● **Given information**
------------------------------
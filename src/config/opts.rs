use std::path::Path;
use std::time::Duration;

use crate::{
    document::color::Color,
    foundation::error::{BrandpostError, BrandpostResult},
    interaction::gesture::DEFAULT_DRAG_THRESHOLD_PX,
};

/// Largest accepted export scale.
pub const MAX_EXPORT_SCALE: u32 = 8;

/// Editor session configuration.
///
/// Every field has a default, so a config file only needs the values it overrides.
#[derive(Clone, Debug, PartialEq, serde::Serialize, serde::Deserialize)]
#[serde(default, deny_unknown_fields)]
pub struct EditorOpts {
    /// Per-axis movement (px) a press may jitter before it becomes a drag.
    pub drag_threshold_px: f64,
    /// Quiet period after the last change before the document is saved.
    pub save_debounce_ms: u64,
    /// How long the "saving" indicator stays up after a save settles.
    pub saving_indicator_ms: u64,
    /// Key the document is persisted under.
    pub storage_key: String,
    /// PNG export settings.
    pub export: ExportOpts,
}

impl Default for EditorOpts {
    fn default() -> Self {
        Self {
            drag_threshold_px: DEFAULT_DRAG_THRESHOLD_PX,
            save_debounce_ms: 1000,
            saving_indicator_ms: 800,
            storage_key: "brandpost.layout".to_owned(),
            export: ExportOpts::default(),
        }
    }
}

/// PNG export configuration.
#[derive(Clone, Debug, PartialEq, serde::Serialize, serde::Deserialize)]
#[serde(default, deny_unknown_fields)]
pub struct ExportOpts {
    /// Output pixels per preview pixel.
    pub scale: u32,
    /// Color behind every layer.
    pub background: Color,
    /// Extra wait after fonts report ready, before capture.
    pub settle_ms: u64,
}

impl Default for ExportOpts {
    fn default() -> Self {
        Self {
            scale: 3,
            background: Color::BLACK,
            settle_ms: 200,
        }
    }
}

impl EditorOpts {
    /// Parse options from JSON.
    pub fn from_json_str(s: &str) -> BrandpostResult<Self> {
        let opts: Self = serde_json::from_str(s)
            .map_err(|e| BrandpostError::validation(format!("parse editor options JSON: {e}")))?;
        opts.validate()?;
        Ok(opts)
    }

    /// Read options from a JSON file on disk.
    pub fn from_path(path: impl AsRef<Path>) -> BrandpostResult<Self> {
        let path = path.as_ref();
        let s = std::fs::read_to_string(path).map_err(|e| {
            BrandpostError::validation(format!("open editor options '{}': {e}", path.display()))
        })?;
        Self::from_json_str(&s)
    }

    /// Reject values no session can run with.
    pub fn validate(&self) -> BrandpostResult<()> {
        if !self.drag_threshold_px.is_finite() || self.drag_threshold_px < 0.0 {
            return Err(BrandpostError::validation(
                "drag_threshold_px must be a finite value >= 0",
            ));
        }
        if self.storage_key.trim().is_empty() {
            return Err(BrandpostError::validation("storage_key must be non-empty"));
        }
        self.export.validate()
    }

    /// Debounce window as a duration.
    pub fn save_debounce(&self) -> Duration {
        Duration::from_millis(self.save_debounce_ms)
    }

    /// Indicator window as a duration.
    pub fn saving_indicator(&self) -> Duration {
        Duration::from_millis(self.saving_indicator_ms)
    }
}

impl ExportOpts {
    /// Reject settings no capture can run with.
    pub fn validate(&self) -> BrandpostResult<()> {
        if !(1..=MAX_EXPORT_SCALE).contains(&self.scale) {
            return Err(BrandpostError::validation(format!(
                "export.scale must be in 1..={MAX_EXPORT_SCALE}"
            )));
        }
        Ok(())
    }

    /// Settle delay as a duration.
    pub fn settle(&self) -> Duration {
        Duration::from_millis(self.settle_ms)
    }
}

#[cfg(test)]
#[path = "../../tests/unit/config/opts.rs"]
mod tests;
------------------------------
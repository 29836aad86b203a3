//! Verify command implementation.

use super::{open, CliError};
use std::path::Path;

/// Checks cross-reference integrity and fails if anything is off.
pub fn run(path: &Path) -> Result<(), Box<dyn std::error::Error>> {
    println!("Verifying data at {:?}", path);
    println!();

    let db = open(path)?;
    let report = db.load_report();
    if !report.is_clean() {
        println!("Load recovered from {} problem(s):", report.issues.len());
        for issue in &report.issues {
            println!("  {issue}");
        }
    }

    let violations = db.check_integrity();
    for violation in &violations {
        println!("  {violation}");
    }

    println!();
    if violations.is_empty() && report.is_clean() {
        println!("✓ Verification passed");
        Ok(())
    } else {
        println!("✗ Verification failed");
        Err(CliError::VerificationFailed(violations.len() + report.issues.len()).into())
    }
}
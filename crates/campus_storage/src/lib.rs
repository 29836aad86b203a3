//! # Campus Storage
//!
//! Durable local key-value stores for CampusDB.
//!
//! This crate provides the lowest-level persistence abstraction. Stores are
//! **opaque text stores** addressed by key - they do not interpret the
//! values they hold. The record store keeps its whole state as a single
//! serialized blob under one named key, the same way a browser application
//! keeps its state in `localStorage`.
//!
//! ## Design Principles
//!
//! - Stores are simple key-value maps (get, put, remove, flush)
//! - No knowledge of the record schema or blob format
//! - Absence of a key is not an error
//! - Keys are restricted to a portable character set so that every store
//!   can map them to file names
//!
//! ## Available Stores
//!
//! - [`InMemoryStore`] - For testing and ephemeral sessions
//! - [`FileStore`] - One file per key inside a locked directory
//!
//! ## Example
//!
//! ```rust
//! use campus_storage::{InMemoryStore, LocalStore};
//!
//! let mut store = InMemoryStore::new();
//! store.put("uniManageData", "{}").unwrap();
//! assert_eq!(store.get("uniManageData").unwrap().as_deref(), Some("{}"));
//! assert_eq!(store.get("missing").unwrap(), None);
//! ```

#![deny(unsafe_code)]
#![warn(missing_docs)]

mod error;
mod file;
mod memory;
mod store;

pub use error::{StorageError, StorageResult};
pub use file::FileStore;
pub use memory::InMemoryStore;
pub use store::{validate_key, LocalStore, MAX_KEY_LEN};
------------------------------
Copy, exactly and only, the lines above that begin with the one containing "stores for CampusDB." and finish with the one containing "and ephemeral sessions".

● **Exercise answer**
//! Durable local key-value stores for CampusDB.
//!
//! This crate provides the lowest-level persistence abstraction. Stores are
//! **opaque text stores** addressed by key - they do not interpret the
//! values they hold. The record store keeps its whole state as a single
//! serialized blob under one named key, the same way a browser application
//! keeps its state in `localStorage`.
//!
//! ## Design Principles
//!
//! - Stores are simple key-value maps (get, put, remove, flush)
//! - No knowledge of the record schema or blob format
//! - Absence of a key is not an error
//! - Keys are restricted to a portable character set so that every store
//!   can map them to file names
//!
//! ## Available Stores
//!
//! - [`InMemoryStore`] - For testing and ephemeral sessions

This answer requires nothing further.